LEAR You are a spirit, I know; when did you die?”
Lear communicates his perplexity as well as disarray in his own particular words; his cognitive troubles are effortlessly perceivable to him:
“Pray do not mock me;
I am a very foolish old man,
Fourscore and upward, not an hour more nor less;
And, to deal plainly,
I fear I am not in my perfect mind.
Me thinks I should know you and know this man,
Yet I am doubtful: for I am mainly ignorant
What place this is; and all the skill I have
Remembers not these garments, nor I know not
Where I did lodge last night”.
Lear continues to mock himself and his ownpsychotic behavior in other circumstances throughout the play as he says at one point:
“LEAR Am I in France?
KENT In your own kingdom, sir.”
An alternate occurrence of the crazy conduct of King Lear is seen in the counterfeit trial of his girls in the form of absentia:
“LEAR I'll see their trial first. Bring in their evidence.
[to Edgar] Thou robed man of justice, take thy place;
[to the Fool] And thou, his yokefellow of equity,
Bench by his side.
[to Kent] You are o'th' commission;
Sit you too.”
King Lear continues this sort of behavior in other forms throughout the mock trials such as he eludes to say at one situation:
“LEAR Arraign her first; ‘tis Goneril. I here take my oath
Before this honourable assembly,
She kicked the poor king, her father.”
He continues this behavior as he makes it ever knowing that he has a mental illness of being psychotic from the very onslaught that reigned over his kingdom in the play. When he says the following, he just solidifies the fact that he is psychotic in all aspects:
“LEAR And here's another, whose warped looks proclaim
What stone her heart is made on. Stop her there!

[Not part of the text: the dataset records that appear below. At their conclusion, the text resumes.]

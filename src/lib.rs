use std::{future::Future, sync::Arc};

use config::Config;
use error::Error;
use service::Service;
use tracing::level_filters::LevelFilter;
use tracing_subscriber::{util::SubscriberInitExt, EnvFilter, FmtSubscriber};

pub mod config;
pub mod db;
pub mod engine;
pub mod error;
pub mod janitor;
pub mod message;
pub mod processor;
pub mod queue;
pub mod retry;
pub mod service;
pub mod utils;

/// Returns a builder for the main application.
///
/// `processors` runs once the service is connected and is where handlers get
/// registered. The service then runs until ctrl-c and shuts down gracefully.
#[bon::builder(finish_fn = start)]
pub async fn run<P, F>(processors: P) -> eyre::Result<()>
where
    P: FnOnce(Arc<Service>) -> F,
    F: Future<Output = Result<(), Error>>,
{
    #[cfg(debug_assertions)]
    FmtSubscriber::builder()
        .pretty()
        .with_env_filter(
            EnvFilter::builder()
                .with_env_var("MNEMQ_LOG")
                .with_default_directive(LevelFilter::INFO.into())
                .from_env()?,
        )
        .finish()
        .try_init()?;

    #[cfg(not(debug_assertions))]
    FmtSubscriber::builder()
        .json()
        .with_env_filter(
            EnvFilter::builder()
                .with_env_var("MNEMQ_LOG")
                .with_default_directive(LevelFilter::INFO.into())
                .from_env()?,
        )
        .finish()
        .try_init()?;

    let config = Config::load()?;

    let service = Arc::new(Service::connect_with(config).await?);

    if let Err(e) = processors(service.clone()).await {
        service.shutdown().await;
        return Err(e.into());
    }

    tracing::info!(
        processors = ?service.processors().await,
        "Queue service running, press ctrl-c to stop"
    );

    let signal = tokio::signal::ctrl_c().await;

    service.shutdown().await;

    signal?;

    Ok(())
}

Arms, arms, sword, fire! Corruption in the place!
False justicer, why hast thou let her scape?”
Conclusion
King Lear is a judgment of short receptive psychosis with a foundation of natural mental issue, maybe of a vascular inception, exemplified by the King's visual pipedreams and an implication of a stroke just before Lear's passing. Also, the instance of King Lear warrants the conclusion of bipolar issues, latest scene manic which is serious with insane gimmicks of different variances. The manic scene was essential and the psychosis created on its experience, incited by the expanding tumult and physical effort . As mentioned in the introduction and thesis statement of the essay, the play turns out to be a dwelling of madmen instructed with the tendency to lavish around woman, commit adultery while have a feeling of psychotic behaviour present at all times. The only thing that makes this entire fracas of King Lear’s play look any decent is the magnificent play of Shakespeare into the eyes of the most notorious people that may live in the real world. He manipulates King Lear’s personality in such a way that it drives the audience into predicting the outcome of the entire play in so many random scenarios that it is possible to associate each prediction to the play’s outcome in a lucrative manner.
Works Cited
Berry, Ralph. “The Lear World: A Study of ‘King Lear’ in Its Dramatic Context .” University of Toronto Quarterly (1978): 406-408.
Shakespeare, William. The Oxford Shakespeare: The History of King Lear: The 1608 Quarto. Oxford University Press, 2000.
Woudhuysen, H. R. “Shakespeare in Shorthand: The Textual Mystery of "King Lear." (review).” Shakespeare Quarterly (2011): 604-609.